La faillite d’Evergrande, l’un des principaux développeurs immobiliers de Chine, a provoqué une série d’événements similaires dans le secteur, provoquant une crise immobilière qui persiste dans l’empire du Milieu. Au dire de chercheurs de l’Université du Michigan, si des analystes évoquent de nombreux facteurs pour expliquer cette situation, la concentration de cette industrie entre les mains d’une poignée de joueurs en représente à la fois un aspect essentiel et sous-estimé.
Parmi les autres raisons évoquées pour expliquer cette débandade économique, rappellent les auteurs des travaux, on compte le système fiscal chinois, les normes en matière de financement pour achat de terrains, et l’intervention de l’État, entre autres facteurs.
La nouvelle étude, menée par Lan Deng, professeur de développement urbain et régional, se penche sur l’industrie immobilière chinoise et ses développements entre le début des années 2000 et 2018. Il en ressort que ce secteur de l’économie a été très largement concentré, les grandes entreprises représentant une part croissante de la construction de maisons en Chine, ce qui a joué un rôle important dans les déboires du marché, affirme-t-on.
Par exemple, les cinq principaux développeurs immobiliers du pays ont représenté 30% de toutes les mises en chantiers résidentielles en 2018, comparativement à 13%, aux États-Unis, pendant la même période, pour les cinq plus grandes compagnies au pays de l’Oncle Sam. Chez nos voisins du Sud, d’ailleurs, la construction domiciliaire n’a représenté que le quart de ce qu’a produit la Chine pendant la dernière décennie.
Toujours en Chine, malgré le fait qu’il existe environ 10 000 firmes de développement immobilier dans l’ensemble du pays, la part de marché des 100 principales entreprises du secteur est passée de 28 à 58%, entre 2012 et 2018.
Conséquences à grande échelle
Les répercussions de l’échec de tels conglomérats sont vastes, écrivent les chercheurs, tel que démontré par Evergrande et Country Garden, les deux plus importants développeurs immobiliers de Chine. Evergrande, qui revendiquait autrefois la construction de 72 millions de mètres carrés de bâtiments par an, s’est placé sous la protection de la loi contre les faillites en août 2023.
Country Garden, qui fabriquait environ deux fois plus de maisons qu’Evergrande, chaque année, avant la pandémie, a été incapable de payer ses dettes en octobre de l’an dernier. La dégringolade de ces deux géants a eu l’effet d’une chape de plomb sur l’ensemble du secteur de l’économie chinoise.
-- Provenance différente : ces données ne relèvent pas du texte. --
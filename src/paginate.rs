//! Pagination Calculator.
//!
//! Computes a bounded window into an ordered collection. Page numbers are
//! 1-based and requests outside `1..=total_pages` are rejected rather than
//! clamped: an out-of-range page is treated like a missing resource.
//!
//! `total_pages` is floored at 1, so page 1 of an empty collection is valid
//! and yields an empty window.
//!
//! ```text
//! 11 items, 6 per page
//! page 1 → [0..6)   featured = item 0, regular = items 1..6
//! page 2 → [6..11)  featured = none,   regular = items 6..11
//! page 3 → OutOfRange
//! ```

use crate::routes::RouteError;
use std::num::NonZeroUsize;
use std::ops::RangeInclusive;

/// Page size of the resources index.
pub const RESOURCES_PER_PAGE: NonZeroUsize = match NonZeroUsize::new(6) {
    Some(n) => n,
    None => panic!("page size must be non-zero"),
};

/// Index bounds of one page, independent of the items themselves.
#[derive(Debug, Clone, Copy, PartialEq, Eq)]
pub struct PageBounds {
    pub page: usize,
    pub total_pages: usize,
    /// First index of the window (inclusive).
    pub start: usize,
    /// End of the window (exclusive), clipped to the item count.
    pub end: usize,
}

impl PageBounds {
    /// Page 1 with at least one item puts its first item in the featured slot.
    pub fn has_featured(&self) -> bool {
        self.page == 1 && self.end > self.start
    }

    pub fn len(&self) -> usize {
        self.end - self.start
    }

    pub fn is_empty(&self) -> bool {
        self.start == self.end
    }
}

/// Number of pages for `total_items`, never less than 1.
pub fn total_pages(total_items: usize, page_size: NonZeroUsize) -> usize {
    total_items.div_ceil(page_size.get()).max(1)
}

pub fn paginate(
    total_items: usize,
    page_size: NonZeroUsize,
    requested_page: i64,
) -> Result<PageBounds, RouteError> {
    let total_pages = total_pages(total_items, page_size);
    let out_of_range = || RouteError::OutOfRange {
        requested: requested_page.to_string(),
        total_pages,
    };
    let page = usize::try_from(requested_page).map_err(|_| out_of_range())?;
    if page < 1 || page > total_pages {
        return Err(out_of_range());
    }

    let start = ((page - 1) * page_size.get()).min(total_items);
    let end = (start + page_size.get()).min(total_items);
    Ok(PageBounds {
        page,
        total_pages,
        start,
        end,
    })
}

/// Paginate from a raw `?page=` value.
///
/// A missing or empty value means page 1. Anything that is not an integer
/// (`"abc"`, `"1.5"`) is out of range.
pub fn paginate_query(
    total_items: usize,
    page_size: NonZeroUsize,
    raw_page: Option<&str>,
) -> Result<PageBounds, RouteError> {
    let raw = raw_page.map(str::trim).unwrap_or("");
    if raw.is_empty() {
        return paginate(total_items, page_size, 1);
    }
    match raw.parse::<i64>() {
        Ok(page) => paginate(total_items, page_size, page),
        Err(_) => Err(RouteError::OutOfRange {
            requested: raw.to_string(),
            total_pages: total_pages(total_items, page_size),
        }),
    }
}

/// One page of items, split into the featured item and the regular rest.
#[derive(Debug, Clone, Copy)]
pub struct PageWindow<'a, T> {
    pub bounds: PageBounds,
    /// Every item on this page, featured included.
    pub items: &'a [T],
    pub featured: Option<&'a T>,
    pub regular: &'a [T],
}

impl<'a, T> PageWindow<'a, T> {
    pub fn new(items: &'a [T], bounds: PageBounds) -> Self {
        let window = &items[bounds.start..bounds.end];
        let (featured, regular) = match window.split_first() {
            Some((first, rest)) if bounds.has_featured() => (Some(first), rest),
            _ => (None, window),
        };
        Self {
            bounds,
            items: window,
            featured,
            regular,
        }
    }

    pub fn page(&self) -> usize {
        self.bounds.page
    }

    pub fn total_pages(&self) -> usize {
        self.bounds.total_pages
    }

    pub fn prev_page(&self) -> Option<usize> {
        (self.bounds.page > 1).then(|| self.bounds.page - 1)
    }

    pub fn next_page(&self) -> Option<usize> {
        (self.bounds.page < self.bounds.total_pages).then(|| self.bounds.page + 1)
    }

    pub fn page_numbers(&self) -> RangeInclusive<usize> {
        1..=self.bounds.total_pages
    }
}

pub fn paginate_items<T>(
    items: &[T],
    page_size: NonZeroUsize,
    requested_page: i64,
) -> Result<PageWindow<'_, T>, RouteError> {
    let bounds = paginate(items.len(), page_size, requested_page)?;
    Ok(PageWindow::new(items, bounds))
}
Au dire des chercheurs, la concentration du secteur, en Chine, était largement imputable aux avantages dont profitent les grandes entreprises. Celles-ci ont souvent accès à des capitaux à faibles coûts. En Chine, toutes les grandes banques appartiennent à l’État, et la capacité de prêter de l’argent est donc largement encadrée par Pékin.
Craignant une trop grande dépendance de l’État envers le secteur immobilier, le gouvernement a jugé que seuls les développeurs mandatés par Pékin pouvaient obtenir des prêts bancaires, puisqu’ils étaient classés comme étant à faible risque. Et donc, ceux qui profitaient de ces prêts étaient les grands conglomérats ayant des liens, indirects ou directs, avec le gouvernement chinois.
Un autre facteur ayant contribué à la concentration du secteur est le modèle de la prévente. En vertu de celui-ci, la mise de fonds, ainsi que les prêts hypothécaires des acheteurs, sont transférés aux développeurs durant la phase de construction, une somme qui sert alors de capital. En raison des risques associés à ces préventes, les acheteurs chinois préféraient se tourner vers les grandes compagnies, avec un historique connu.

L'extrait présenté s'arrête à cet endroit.